De la place de Gueydon, la rue Trézel se continue jusqu'à la place Clément-Martel, autrefois place de l'Arsenal, d'où un large boulevard , le boulevard François-Biziou, permet de descendre au quartier commerçant et industriel du Camp-Inférieur, tandis que, sur la droite, une rue en pente rapide, la rue Fatima, conduit vers les hauts quartiers de la ville, en passant devant l'École de fille indigènes ; la Mosquée, joli monument d'architecture arabe orné de carreaux de céramique du plus heureux effet, l'école indigène des garçons, le fort Barral ou Moussa, massive construction hammadite, restaurée par les Espagnols, et enfin l'hôpital civil, installé avec tout le confort et l'outillage des établissements similaires les mieux organisés.

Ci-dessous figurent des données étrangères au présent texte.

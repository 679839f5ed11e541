//! The three kinds of work a [`crate::store::Store`] can run, each owning a
//! different [`crate::state`] shape. `Value`/`Failure` (and `PageValue` for
//! pagination) are bounded `Clone + Send + Sync + 'static` because they are
//! cloned into every subscriber fan-out and into the dedup'd [`crate::task::Task`]
//! that runs them — the same bound the teacher puts on anything stored
//! behind its `Arc<dyn TaskStore>` and handed to multiple callers.

use crate::context::Context;
use crate::continuation::Continuation;
use crate::path::Path;
use async_trait::async_trait;

/// A read operation producing a single value.
#[async_trait]
pub trait Query: Send + Sync + 'static {
    type Value: Clone + Send + Sync + 'static;
    type Failure: Clone + Send + Sync + 'static;

    fn path(&self) -> Path;

    async fn run(
        &self,
        context: Context,
        continuation: &Continuation<Self::Value, Self::Failure>,
    ) -> Result<Self::Value, Self::Failure>;
}

/// A read operation producing an ordered list of pages, fetched
/// incrementally forward or backward from the existing set.
#[async_trait]
pub trait PaginatedQuery: Send + Sync + 'static {
    type PageId: Clone + Eq + std::hash::Hash + Send + Sync + 'static;
    type PageValue: Clone + Send + Sync + 'static;
    type Failure: Clone + Send + Sync + 'static;

    fn path(&self) -> Path;

    /// The page id to fetch next, given the current page list. `None` means
    /// there is no next page.
    fn next_page_id(
        &self,
        pages: &crate::state::Pages<Self::PageId, Self::PageValue>,
        context: &Context,
    ) -> Option<Self::PageId>;

    /// The page id to fetch going backward from the current first page.
    /// `None` means there is no previous page.
    fn previous_page_id(
        &self,
        pages: &crate::state::Pages<Self::PageId, Self::PageValue>,
        context: &Context,
    ) -> Option<Self::PageId>;

    /// Fetches one page. `page_id: None` means "fetch the first page".
    /// The returned id is the fetched page's own identity — for the first
    /// page, where the request carries no id, this is how the store learns
    /// what to key it under.
    async fn fetch_page(
        &self,
        page_id: Option<Self::PageId>,
        context: Context,
        continuation: &Continuation<Self::PageValue, Self::Failure>,
    ) -> Result<(Self::PageId, Self::PageValue), Self::Failure>;
}

/// A write operation taking arguments and producing a value, whose results
/// accumulate into a bounded attempt history rather than overwriting a
/// single current value.
#[async_trait]
pub trait Mutation: Send + Sync + 'static {
    type Arguments: Clone + Send + Sync + 'static;
    type Value: Clone + Send + Sync + 'static;
    type Failure: Clone + Send + Sync + 'static;

    fn path(&self) -> Path;

    async fn run(
        &self,
        arguments: Self::Arguments,
        context: Context,
        continuation: &Continuation<Self::Value, Self::Failure>,
    ) -> Result<Self::Value, Self::Failure>;
}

Si à quelques mètres de la place Gueydon, en face du marché couvert, on quitte la rue Trézel en prenant à sa droite, on peut monter vers la ville haute par la rue des Vieillards, ainsi dénommée parce que, au moment de la prise de Bougie, cette rue était habitée par les vieillards de la ville, qui y furent découverts dans une maison où ils s'étaient réfugiés. Cette longue artère conduit jusqu'au quartier de Bridja, vaste plateau aéré, sur lequel sont édifiées les casernes et plus bas l'Hôpital militaire et l'Atelier pénitencier militaire des travaux publics.
La Mosquée
Les monuments les plus saillants de Bougie sont l'Hôtel-de-Ville, la Sous-préfecture, la Mosquée, l'hôpital civil, l'Eglise. un Musée très intéressant dû à l'initiative personnelle et aux patients travaux d'un amateur méritant, M.Cazaubon, conservateur de ce Musée, est installé dans une des salles d'un auquel on accède par un escalier faisant communiquer la place de Gueydon et le port. Ce Musée où l'on admirera notamment une très belle mosaïque découverte à Mansouriah (Ziama Mansouriah).

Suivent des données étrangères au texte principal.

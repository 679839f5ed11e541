//! Well-known [`crate::context::ContextKey`]s consulted by the store's
//! modifier pipeline. User code can define its own keys the same way; these
//! exist because the pipeline itself needs to agree on names with callers
//! that want to override retry/backoff/rerunning behavior per task.

use crate::clock::{Clock, SystemClock};
use crate::context::ContextKey;
use crate::modifiers::backoff::{BackoffFunction, ExponentialBackoff};
use crate::modifiers::delay::{Delayer, TokioDelayer};
use std::sync::Arc;

pub struct ClockKey;
impl ContextKey for ClockKey {
    type Value = Arc<dyn Clock>;
    fn default_value() -> Self::Value {
        Arc::new(SystemClock)
    }
}

pub struct DelayerKey;
impl ContextKey for DelayerKey {
    type Value = Arc<dyn Delayer>;
    fn default_value() -> Self::Value {
        Arc::new(TokioDelayer)
    }
}

pub struct BackoffFunctionKey;
impl ContextKey for BackoffFunctionKey {
    type Value = Arc<dyn BackoffFunction>;
    fn default_value() -> Self::Value {
        Arc::new(ExponentialBackoff::default())
    }
}

/// Set by the store before each attempt of a retried task.
pub struct RetryIndexKey;
impl ContextKey for RetryIndexKey {
    type Value = u32;
    fn default_value() -> u32 {
        0
    }
}

/// `true` on the attempt that will not be retried further if it fails.
pub struct IsLastRetryAttemptKey;
impl ContextKey for IsLastRetryAttemptKey {
    type Value = bool;
    fn default_value() -> bool {
        true
    }
}

/// Master switch consulted by the automatic-running modifier; when `false`
/// the store never schedules work on its own, only in response to explicit
/// calls.
pub struct EnableAutomaticRunningKey;
impl ContextKey for EnableAutomaticRunningKey {
    type Value = bool;
    fn default_value() -> bool {
        true
    }
}

pub struct IsApplicationActiveRerunningEnabledKey;
impl ContextKey for IsApplicationActiveRerunningEnabledKey {
    type Value = bool;
    fn default_value() -> bool {
        true
    }
}

pub struct IsNetworkRerunningEnabledKey;
impl ContextKey for IsNetworkRerunningEnabledKey {
    type Value = bool;
    fn default_value() -> bool {
        true
    }
}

Sur la façade de l'Eglise, construite depuis la colonisation, ont été gravées les armoiries de la Ville formées d'un écu chargé d'un croissant, d'une comète et d'une ruche. Le croissant rappelle la domination musulmane, la comète celle de 1858, année de la construction de l'Eglise, la ruche est l'emblème de l'activité des population kabyles, en même temps quelle rappelle la cire servant à faire les bougies qui auraient tiré leur nom de celui de la ville.

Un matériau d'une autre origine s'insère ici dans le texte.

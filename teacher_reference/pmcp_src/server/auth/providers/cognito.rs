//! AWS Cognito identity provider.
//!
//! This module provides a Cognito-specific implementation of [`IdentityProvider`].

use async_trait::async_trait;
use std::collections::HashMap;
use std::sync::Arc;
use std::time::{Duration, Instant};
use tokio::sync::RwLock;

use crate::error::{Error, ErrorCode, Result};
use crate::server::auth::provider::{
    AuthorizationParams, DcrRequest, DcrResponse, IdentityProvider, OidcDiscovery,
    ProviderCapabilities, TokenExchangeParams, TokenResponse,
};
use crate::server::auth::traits::{AuthContext, ClaimMappings};

/// Cached data with expiration.
struct CachedData<T: std::fmt::Debug> {
    data: T,
    fetched_at: Instant,
    ttl: Duration,
}

impl<T: std::fmt::Debug> std::fmt::Debug for CachedData<T> {
    fn fmt(&self, f: &mut std::fmt::Formatter<'_>) -> std::fmt::Result {
        f.debug_struct("CachedData")
            .field("data", &self.data)
            .field("fetched_at", &self.fetched_at)
            .field("ttl", &self.ttl)
            .finish()
    }
}

impl<T: std::fmt::Debug> CachedData<T> {
    fn new(data: T, ttl: Duration) -> Self {
        Self {
            data,
            fetched_at: Instant::now(),
            ttl,
        }
    }

    fn is_expired(&self) -> bool {
        self.fetched_at.elapsed() > self.ttl
    }
}

/// Type alias for JWKS cache.
#[cfg(not(target_arch = "wasm32"))]
type JwksCache = Arc<RwLock<Option<CachedData<HashMap<String, JwkKey>>>>>;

Le singe, qui supporte l'écu, indique la présence de ces animaux en grand nombre aux environs de la ville.
Les monuments anciens sont : la porte Sarrazine, le Fort Abdelkader sur les quais du port, la Casbah sur la porte de laquelle on révèle les intéressantes inscriptions suivantes :
FERDINANDUS
V. REX HISPA-
NIAE
INCLITUS
VI
ARMORUM
PERFIDISAGA
RENIS HANC
ABSTULIT VR
BEM
ANNO MOV IIII
“Ferdinand V, illustre Roi d’Espagne, a enlevé par la force des Armes cette ville aux perfides enfants d’Agar en l’an 1509.”
QUAM MHRIS
CASTELLIS Q.M.V
NIVIT IMP, H. A
CAROLUS FERDINAN
DI MEMORATI
NEPOS ET HA
ERES SOLI DEO
ONOR ET GLORIA
"Cette ville a été pourvue de murailles et forteresses par l'Empereur Charles Quint l'Africain, petit-fils et successeur de Ferdinand. A Dieu honneur et gloire ! "
Le fort Barral ou Moussa, les mosquée de Sidi-Touati et Sidi-Abderrahmane et la vieille porte Fouka, qui donne accès au chemin conduisant au cimetière indigène et dont les tourelles sont restées ce qu'elles étaient il y a huit siècles.